__REQUIRED WORK__: Go to the line that contains "let (_, admin_server)" and extract it along with every line after it, exactly, through the end of the data below.

__SUPPLIED RECORDS__:
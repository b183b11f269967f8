use std::error::Error;
use std::sync::Arc;

use futures::future::FutureExt;
use tokio::sync::mpsc;
use warp::Filter;

use bookings::config::Settings;
use bookings::db::PgDb;
use bookings::environment::{Config, Environment};
use bookings::policy::AuthorizationPolicy;
use bookings::routes;
use bookings::urls::Urls;
use log::{error, info, initialize_logger, warn};

#[tokio::main]
async fn main() -> Result<(), Box<dyn Error>> {
    dotenv::dotenv().ok();

    let logger = initialize_logger();

    let settings = Settings::from_env().map_err(|e| {
        error!(logger, "Invalid configuration"; "error" => %e);
        e
    })?;

    let main_port = settings.main_port;
    let admin_port = settings.admin_port;

    info!(logger, "Starting..."; "main_port" => main_port, "admin_port" => admin_port);
    let logger = Arc::new(logger);

    if settings.policy == AuthorizationPolicy::Disabled {
        warn!(logger, "Authorization is disabled; every caller is treated as an administrator");
    }

    info!(logger, "Creating database pool...");
    let pool = sqlx::Pool::connect(&settings.connection_string).await?;
    let db = Arc::new(PgDb::new(pool));

    let urls = Arc::new(Urls::new(&settings.base_url, settings.bookings_path.clone())?);

    let config = Config::new(settings.policy, settings.rules);
    let environment = Environment::new(logger.clone(), db, urls, config);

    let (termination_sender, mut termination_receiver) = mpsc::channel::<()>(1);

    let terminate = Arc::new(move || {
        let termination_sender = termination_sender.clone();

        async move {
            // a closed channel means shutdown is already under way
            termination_sender.send(()).await.ok();
        }
        .boxed()
    });

    let should_terminate = async move {
        termination_receiver.recv().await;
    }
    .shared();

    let ctrlc = {
        let should_terminate = should_terminate.clone();
        let terminate = terminate.clone();

        let signal = tokio::signal::ctrl_c();

        async move {
            tokio::select! {
                _ = should_terminate => {},
                _ = signal => {
                    terminate().await;
                }
            }
        }
    };

    let main_server = {
        let should_terminate = should_terminate.clone();

        let logger2 = logger.clone();

        let routes = routes::make_booking_routes(environment.clone())
            .recover(move |r| routes::format_rejection(logger2.clone(), r));

        let (_, main_server) =
            warp::serve(routes).bind_with_graceful_shutdown(([0, 0, 0, 0], main_port), async {
                should_terminate.await;
            });

        main_server
    };

    let admin_server = {
        let should_terminate = should_terminate.clone();
        let terminate = terminate.clone();

        let routes = routes::admin::make_healthz_route(environment.clone()).or(
            routes::admin::make_termination_route(environment.clone(), terminate),
        );

        let (_, admin_server) =
            warp::serve(routes).bind_with_graceful_shutdown(([0, 0, 0, 0], admin_port), async {
                should_terminate.await;
            });

        admin_server
    };

    tokio::join!(ctrlc, main_server, admin_server);

    info!(logger, "Exiting gracefully...");

    Ok(())
}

__ANSWER SPACE__:
        let (_, admin_server) =
            warp::serve(routes).bind_with_graceful_shutdown(([0, 0, 0, 0], admin_port), async {
                should_terminate.await;
            });

        admin_server
    };

    tokio::join!(ctrlc, main_server, admin_server);

    info!(logger, "Exiting gracefully...");

    Ok(())
}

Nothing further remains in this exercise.